__INSTRUCTIONS TO FOLLOW__:
Below are some records; find each line that carries the word "trim" and copy it.

[Saved data entries]
_ _ _ _ _ _ _
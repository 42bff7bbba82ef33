//! Product catalog shown on the home page.
//!
//! The catalog is display data only: each card shows a name, a price string,
//! an image and optionally a crossed-out original price, and its add-to-cart
//! form submits exactly those strings. There is no pricing authority behind
//! it; the cart validates whatever a card submits.
//!
//! The catalog is read from a JSON file when `PETSHOP_CATALOG_PATH` is set,
//! otherwise the built-in product list is used.
//!
//! ```json
//! [
//!   { "name": "Dog Food", "price": "24,99€", "originalPrice": "29,99€",
//!     "image": "/static/img/dog-food.svg", "category": "dogs" }
//! ]
//! ```

use std::path::Path;

use petshop_core::ProductId;
use serde::{Deserialize, Serialize};
use thiserror::Error;

/// Errors that can occur when loading a catalog file.
#[derive(Debug, Error)]
pub enum CatalogError {
    #[error("failed to read catalog file: {0}")]
    Io(#[from] std::io::Error),
    #[error("failed to parse catalog file: {0}")]
    Parse(#[from] serde_json::Error),
    #[error("catalog product {index} has an empty name")]
    UnnamedProduct { index: usize },
}

/// A product card.
#[derive(Debug, Clone, PartialEq, Eq, Serialize, Deserialize)]
#[serde(rename_all = "camelCase")]
pub struct CatalogProduct {
    pub name: String,
    /// Price as displayed, e.g. `"24,99€"`.
    pub price: String,
    #[serde(default)]
    pub original_price: Option<String>,
    pub image: String,
    #[serde(default)]
    pub category: String,
}

/// Card data for templates.
#[derive(Debug, Clone, PartialEq, Eq)]
pub struct ProductCardView {
    pub id: String,
    pub name: String,
    pub price: String,
    /// Only set when the card shows a discount.
    pub original_price: Option<String>,
    pub image: String,
    pub category: String,
}

impl From<&CatalogProduct> for ProductCardView {
    fn from(product: &CatalogProduct) -> Self {
        Self {
            id: ProductId::from_name(&product.name)
                .map(|id| id.to_string())
                .unwrap_or_default(),
            name: product.name.clone(),
            price: product.price.clone(),
            original_price: product
                .original_price
                .clone()
                .filter(|original| original.trim() != product.price.trim()),
            image: product.image.clone(),
            category: product.category.clone(),
        }
    }
}

/// The list of products offered on the home page.
#[derive(Debug, Clone, PartialEq, Eq)]
pub struct Catalog {
    products: Vec<CatalogProduct>,
}

impl Catalog {
    /// Create a catalog from products.
    #[must_use]
    pub const fn new(products: Vec<CatalogProduct>) -> Self {
        Self { products }
    }

    /// Load from a JSON file, or the built-in list when no path is given.
    ///
    /// # Errors
    ///
    /// Returns an error if the file cannot be read or parsed, or a product has
    /// an empty name.
    pub fn load(path: Option<&Path>) -> Result<Self, CatalogError> {
        let Some(path) = path else {
            return Ok(Self::builtin());
        };

        let content = std::fs::read_to_string(path)?;
        Self::from_json(&content)
    }

    /// Parse a JSON product list.
    ///
    /// # Errors
    ///
    /// Returns an error if the JSON is invalid or a product has an empty name.
    pub fn from_json(json: &str) -> Result<Self, CatalogError> {
        let products: Vec<CatalogProduct> = serde_json::from_str(json)?;
        if let Some(index) = products.iter().position(|p| p.name.trim().is_empty()) {
            return Err(CatalogError::UnnamedProduct { index });
        }
        Ok(Self::new(products))
    }

    /// The built-in product list.
    #[must_use]
    pub fn builtin() -> Self {
        let product =
            |name: &str, price: &str, original: Option<&str>, image: &str, category: &str| {
                CatalogProduct {
                    name: name.to_owned(),
                    price: price.to_owned(),
                    original_price: original.map(str::to_owned),
                    image: format!("/static/img/{image}"),
                    category: category.to_owned(),
                }
            };

        Self::new(vec![
            product("Dog Food", "24,99€", Some("29,99€"), "dog-food.svg", "dogs"),
            product("Chew Bone", "6,50€", None, "chew-bone.svg", "dogs"),
            product("Dog Leash", "12,90€", None, "dog-leash.svg", "dogs"),
            product("Cat Food", "19,95€", Some("22,50€"), "cat-food.svg", "cats"),
            product("Cat Scratcher", "34,00€", None, "cat-scratcher.svg", "cats"),
            product("Feather Toy", "4,75€", None, "feather-toy.svg", "cats"),
        ])
    }

    /// Products in display order.
    #[must_use]
    pub fn products(&self) -> &[CatalogProduct] {
        &self.products
    }

    /// Card data for every product.
    #[must_use]
    pub fn cards(&self) -> Vec<ProductCardView> {
        self.products.iter().map(ProductCardView::from).collect()
    }
}

#[cfg(test)]
#[allow(clippy::unwrap_used, clippy::indexing_slicing)]
mod tests {
    use petshop_core::PriceTag;

    use super::*;

    #[test]
    fn test_builtin_prices_are_valid() {
        for product in Catalog::builtin().products() {
            assert!(PriceTag::parse(&product.price).is_ok(), "{}", product.name);
        }
    }

    #[test]
    fn test_cards_derive_ids_and_discounts() {
        let cards = Catalog::builtin().cards();
        assert_eq!(cards[0].id, "dog_food");
        assert_eq!(cards[0].original_price.as_deref(), Some("29,99€"));
        assert_eq!(cards[1].original_price, None);
    }

    #[test]
    fn test_from_json() {
        let catalog = Catalog::from_json(
            r#"[
                {"name":"Bird Seed","price":"3,20€","originalPrice":"3,20€","image":"/img/seed.png"}
            ]"#,
        )
        .unwrap();

        let cards = catalog.cards();
        assert_eq!(cards.len(), 1);
        assert_eq!(cards[0].id, "bird_seed");
        // Same original and current price is not a discount
        assert_eq!(cards[0].original_price, None);
    }

    #[test]
    fn test_from_json_rejects_unnamed() {
        let result = Catalog::from_json(r#"[{"name":" ","price":"1€","image":""}]"#);
        assert!(matches!(result, Err(CatalogError::UnnamedProduct { index: 0 })));
    }

    #[test]
    fn test_load_without_path_is_builtin() {
        assert_eq!(Catalog::load(None).unwrap(), Catalog::builtin());
    }
}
_ _ _ _ _ _ _
__RESPONSE TO THE EXERCISE__:
                .filter(|original| original.trim() != product.price.trim()),
        if let Some(index) = products.iter().position(|p| p.name.trim().is_empty()) {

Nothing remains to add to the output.